Speaking of HDR, this acronym is its own muddle of rearranged definitions that covers more than just dynamic range.  In addition to setting limits for the minimum range for the brightness and darkness of screen output, i.e. dynamic range, competing standards, HDR10 and Dolby Vision, based on the STMPE Perceptual Quatizer (PQ) transfer function, also include increased color bit depth and Wide Color Gamut (WCG), both of which are an optional part of some of the base UHD TV specifications; again, more on that below.

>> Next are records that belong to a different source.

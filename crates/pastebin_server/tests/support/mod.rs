//! Shared integration-test server bootstrap helpers.

use axum_test::TestServer;
use pastebin_server::{create_app, AppState, Config, Storage, StorageBackend};
use tempfile::TempDir;

pub(crate) fn test_config() -> Config {
    let mut config = Config::from_lookup(|_| None);
    config.port = 0;
    config.backend = StorageBackend::Memory;
    config.max_paste_size = 1024;
    config.public_base_url = "http://paste.test".to_string();
    config
}

pub(crate) fn test_server_for(config: Config, storage: Storage) -> (TestServer, AppState) {
    let state = AppState::new(config, storage);
    let app = create_app(state.clone(), false);
    let server = TestServer::new(app).expect("server");
    (server, state)
}

pub(crate) fn setup_test_server() -> (TestServer, AppState) {
    test_server_for(test_config(), Storage::in_memory())
}

pub(crate) fn setup_json_server() -> (TestServer, AppState, TempDir) {
    let temp_dir = TempDir::new().expect("temp dir");
    let mut config = test_config();
    config.backend = StorageBackend::Json;
    config.data_dir = temp_dir.path().to_string_lossy().to_string();
    let storage = Storage::json(temp_dir.path()).expect("json storage");
    let (server, state) = test_server_for(config, storage);
    (server, state, temp_dir)
}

Editorial Note: Deep Color & Extended Gamut

Back in the day, Deep Color and Extended Gamut YCC, also known as xvYCC as well as by Sony’s proprietary name for the format, x.v.Color, were once the terms de Jour.  Deep Color specified an increase in color bit depth from the standard 8 bits per color to either 10 or 12 bits.  This is now included in HDR10 at 10 bits or Dolby Vision at 12 bits.  While not exactly the same color space as that used in xvYCC, HDR10 and Dolby Vision specify the Rec. 2020 color space, all of which are improvements on the older Rec 709 color space that was constrained by the limitations of CRT RGB saturation, which interestingly, current TVs cannot meet.  More on that below as well.  With xvYCC now apparently abandoned, the extra color gamut available in an older xvYCC compatible devices will not be of any benefit with sources following the newer standards.

To add in just a bit more confusion, a third HDR standard is floating around called Hybrid Log Gamma (HLG) that was developed by the BBC.  HLG makes use of a modified Gamma Curve developed from the standard Gamma Curve used by most, if not all, current video display devices.  This makes UHD content encoded with HLG backwards compatible with commonplace SDR equipment and content, but is not yet common place itself.

Standards and Standards Bodies Galore

So how did we get to this semantic quagmire?

Standards bodies seem to be a dime a dozen in consumer electronics.  Consumer Technology Association, the UHD Alliance/Ultra HD Forum, DigitalEurope, and God knows how many others.  It seems as soon as one group tries to decide on and set some sort of standards, another group comes along that thinks that they can come up with something better.  Usually, they cannot, it is just different, and likely incompatible; sometimes deliberately.  And when not going defunct or rearranging themselves into new forms, these organizations also seem to like to change their names periodically for some reason just to keep consumers guessing.

Myriad consumer electronics organizations and standards bodies exist all over the world, and all are pushing their own standards, many of which are at least partially overlapping in actual functionality if not implementation, and worse still is when several separate standards bodies join Voltron like into a giant meta standards body to publish standards of standards.  Television broadcast standards, television manufacturer standards, digital cinema standards, video recording standards, video playback standards, digital encoding/decoding standards, international standards, regional standards, open standards, proprietary standards… the list goes on and on.

Let’s just say that, worldwide, consumer electronics standards are a cluster…

Broadcast TV has historically had a hand in some of this mess.  Around the world, numerous broadcast standards were developed independently over time which drive the basic design of TVs in their respective regions that are then layered with the requirements of both the current standards and compatibility with legacy standards.  So even if current standards do somewhat converge, the legacy requirements keep the underlying variation in play.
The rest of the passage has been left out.